▶ **Task item**
Every line in the records below with the string "EmptyField" needs to be copied out.

BEGIN Entries shown

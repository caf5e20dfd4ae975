use std::collections::HashMap;

use serde::{Deserialize, Serialize};
use thiserror::Error;

use super::AuthScheme;

/// Validation error for driver credentials.
///
/// Returned when credential fields are missing, empty, or have an invalid format.
#[derive(Error, Debug, Clone, Serialize)]
#[serde(tag = "type", rename_all = "camelCase")]
pub enum CredentialValidationError {
    /// A required credential field is missing entirely.
    #[error("Missing required field: {label}")]
    MissingField { field: String, label: String },
    /// A credential field is present but empty/whitespace-only.
    #[error("Field must not be empty: {label}")]
    EmptyField { field: String, label: String },
    /// The credentials do not match what the driver expects.
    #[error("{label}: {reason}")]
    InvalidFormat {
        field: String,
        label: String,
        reason: String,
    },
}

/// Credential container, one variant per [`AuthScheme`].
///
/// Pass this to [`DriverFactory::connect`](crate::DriverFactory::connect) or to a
/// driver's `from_credentials` constructor.
///
/// # Serialization
///
/// Serialized as a tagged enum with `"scheme"` as the tag:
///
/// ```json
/// { "scheme": "accessKey", "access_key_id": "...", "secret_access_key": "..." }
/// ```
#[derive(Clone, Serialize, Deserialize)]
#[serde(tag = "scheme", rename_all = "camelCase")]
pub enum Credentials {
    /// Single API token (Cloudflare, Equinix Metal).
    ApiToken { token: String },
    /// Access key id and signing secret (Outscale, CloudStack).
    AccessKey {
        access_key_id: String,
        secret_access_key: String,
    },
    /// Username/password exchanged for a token (OpenStack Keystone).
    Password {
        username: String,
        password: String,
        /// Project (tenant) to scope the token to.
        #[serde(default, skip_serializing_if = "Option::is_none")]
        project: Option<String>,
        /// User and project domain, `"Default"` when omitted.
        #[serde(default, skip_serializing_if = "Option::is_none")]
        domain: Option<String>,
    },
}

impl std::fmt::Debug for Credentials {
    fn fmt(&self, f: &mut std::fmt::Formatter<'_>) -> std::fmt::Result {
        match self {
            Self::ApiToken { .. } => f
                .debug_struct("ApiToken")
                .field("token", &"***")
                .finish(),
            Self::AccessKey { access_key_id, .. } => f
                .debug_struct("AccessKey")
                .field("access_key_id", access_key_id)
                .field("secret_access_key", &"***")
                .finish(),
            Self::Password {
                username,
                project,
                domain,
                ..
            } => f
                .debug_struct("Password")
                .field("username", username)
                .field("password", &"***")
                .field("project", project)
                .field("domain", domain)
                .finish(),
        }
    }
}

impl Credentials {
    /// Shorthand for [`Credentials::ApiToken`].
    pub fn api_token(token: impl Into<String>) -> Self {
        Self::ApiToken {
            token: token.into(),
        }
    }

    /// Shorthand for [`Credentials::AccessKey`].
    pub fn access_key(access_key_id: impl Into<String>, secret: impl Into<String>) -> Self {
        Self::AccessKey {
            access_key_id: access_key_id.into(),
            secret_access_key: secret.into(),
        }
    }

    /// The scheme this credential variant belongs to.
    pub fn scheme(&self) -> AuthScheme {
        match self {
            Self::ApiToken { .. } => AuthScheme::ApiToken,
            Self::AccessKey { .. } => AuthScheme::AccessKey,
            Self::Password { .. } => AuthScheme::Password,
        }
    }

    /// Construct credentials from a flat key-value map, validating required fields.
    ///
    /// Keys are the camelCase names listed in
    /// [`DriverMetadata::required_fields`](crate::DriverMetadata::required_fields).
    pub fn from_map(
        scheme: AuthScheme,
        map: &HashMap<String, String>,
    ) -> Result<Self, CredentialValidationError> {
        match scheme {
            AuthScheme::ApiToken => Ok(Self::ApiToken {
                token: required_field(map, "apiToken", "API Token")?,
            }),
            AuthScheme::AccessKey => Ok(Self::AccessKey {
                access_key_id: required_field(map, "accessKeyId", "Access Key ID")?,
                secret_access_key: required_field(map, "secretAccessKey", "Secret Access Key")?,
            }),
            AuthScheme::Password => Ok(Self::Password {
                username: required_field(map, "username", "Username")?,
                password: required_field(map, "password", "Password")?,
                project: optional_field(map, "project"),
                domain: optional_field(map, "domain"),
            }),
        }
    }

    /// Convert credentials to a flat map for key-value storage.
    pub fn to_map(&self) -> HashMap<String, String> {
        match self {
            Self::ApiToken { token } => [("apiToken".to_string(), token.clone())].into(),
            Self::AccessKey {
                access_key_id,
                secret_access_key,
            } => [
                ("accessKeyId".to_string(), access_key_id.clone()),
                ("secretAccessKey".to_string(), secret_access_key.clone()),
            ]
            .into(),
            Self::Password {
                username,
                password,
                project,
                domain,
            } => {
                let mut map: HashMap<String, String> = [
                    ("username".to_string(), username.clone()),
                    ("password".to_string(), password.clone()),
                ]
                .into();
                if let Some(project) = project {
                    map.insert("project".to_string(), project.clone());
                }
                if let Some(domain) = domain {
                    map.insert("domain".to_string(), domain.clone());
                }
                map
            }
        }
    }

    /// The API token, or a scheme mismatch error.
    pub(crate) fn into_api_token(self) -> Result<String, CredentialValidationError> {
        match self {
            Self::ApiToken { token } => Ok(token),
            other => Err(other.scheme_mismatch(AuthScheme::ApiToken)),
        }
    }

    /// `(access_key_id, secret_access_key)`, or a scheme mismatch error.
    pub(crate) fn into_access_key(self) -> Result<(String, String), CredentialValidationError> {
        match self {
            Self::AccessKey {
                access_key_id,
                secret_access_key,
            } => Ok((access_key_id, secret_access_key)),
            other => Err(other.scheme_mismatch(AuthScheme::AccessKey)),
        }
    }

    /// `(username, password, project, domain)`, or a scheme mismatch error.
    pub(crate) fn into_password(self) -> Result<PasswordParts, CredentialValidationError> {
        match self {
            Self::Password {
                username,
                password,
                project,
                domain,
            } => Ok((username, password, project, domain)),
            other => Err(other.scheme_mismatch(AuthScheme::Password)),
        }
    }

    fn scheme_mismatch(&self, expected: AuthScheme) -> CredentialValidationError {
        CredentialValidationError::InvalidFormat {
            field: "scheme".to_string(),
            label: "Credentials".to_string(),
            reason: format!("expected {expected:?} credentials, got {:?}", self.scheme()),
        }
    }
}

pub(crate) type PasswordParts = (String, String, Option<String>, Option<String>);

fn required_field(
    map: &HashMap<String, String>,
    key: &str,
    label: &str,
) -> Result<String, CredentialValidationError> {
    match map.get(key) {
        None => Err(CredentialValidationError::MissingField {
            field: key.to_string(),
            label: label.to_string(),
        }),
        Some(v) if v.trim().is_empty() => Err(CredentialValidationError::EmptyField {
            field: key.to_string(),
            label: label.to_string(),
        }),
        Some(v) => Ok(v.clone()),
    }
}

fn optional_field(map: &HashMap<String, String>, key: &str) -> Option<String> {
    map.get(key)
        .filter(|v| !v.trim().is_empty())
        .cloned()
}

#[cfg(test)]
mod tests {
    use super::*;

    #[test]
    fn api_token_roundtrip() {
        let map: HashMap<String, String> =
            [("apiToken".to_string(), "my-token".to_string())].into();
        let cred = Credentials::from_map(AuthScheme::ApiToken, &map).unwrap();
        assert_eq!(cred.scheme(), AuthScheme::ApiToken);
        assert_eq!(cred.to_map(), map);
    }

    #[test]
    fn access_key_roundtrip() {
        let map: HashMap<String, String> = [
            ("accessKeyId".to_string(), "AK".to_string()),
            ("secretAccessKey".to_string(), "SK".to_string()),
        ]
        .into();
        let cred = Credentials::from_map(AuthScheme::AccessKey, &map).unwrap();
        assert_eq!(cred.to_map(), map);
    }

    #[test]
    fn password_optional_fields() {
        let map: HashMap<String, String> = [
            ("username".to_string(), "admin".to_string()),
            ("password".to_string(), "pw".to_string()),
            ("project".to_string(), "  ".to_string()),
        ]
        .into();
        let cred = Credentials::from_map(AuthScheme::Password, &map).unwrap();
        assert_eq!(cred.scheme(), AuthScheme::Password);
        let Credentials::Password {
            project, domain, ..
        } = &cred
        else {
            return;
        };
        assert_eq!(project, &None);
        assert_eq!(domain, &None);
        assert!(!cred.to_map().contains_key("project"));
    }

    #[test]
    fn missing_field() {
        let res = Credentials::from_map(AuthScheme::AccessKey, &HashMap::new());
        assert!(
            matches!(&res, Err(CredentialValidationError::MissingField { field, .. }) if field == "accessKeyId"),
            "unexpected result: {res:?}"
        );
    }

    #[test]
    fn empty_field() {
        let map: HashMap<String, String> = [("apiToken".to_string(), "  ".to_string())].into();
        let res = Credentials::from_map(AuthScheme::ApiToken, &map);
        assert!(
            matches!(&res, Err(CredentialValidationError::EmptyField { .. })),
            "unexpected result: {res:?}"
        );
    }

    #[test]
    fn debug_redacts_secrets() {
        let cred = Credentials::access_key("AKID", "super-secret");
        let dbg = format!("{cred:?}");
        assert!(dbg.contains("AKID"));
        assert!(!dbg.contains("super-secret"));
    }

    #[test]
    fn scheme_mismatch_is_invalid_format() {
        assert_eq!(Credentials::api_token("t").into_api_token().unwrap(), "t");
        assert!(matches!(
            Credentials::api_token("t").into_access_key(),
            Err(CredentialValidationError::InvalidFormat { ref field, .. }) if field == "scheme"
        ));
        let (ak, sk) = Credentials::access_key("AK", "SK").into_access_key().unwrap();
        assert_eq!((ak.as_str(), sk.as_str()), ("AK", "SK"));
    }

    #[test]
    fn serde_tagged_by_scheme() {
        let json = serde_json::to_value(Credentials::api_token("t")).unwrap();
        assert_eq!(json["scheme"], "apiToken");
        assert_eq!(json["token"], "t");
    }
}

END Entries shown

▶ **Problem solution**
    EmptyField { field: String, label: String },
        Some(v) if v.trim().is_empty() => Err(CredentialValidationError::EmptyField {
            matches!(&res, Err(CredentialValidationError::EmptyField { .. })),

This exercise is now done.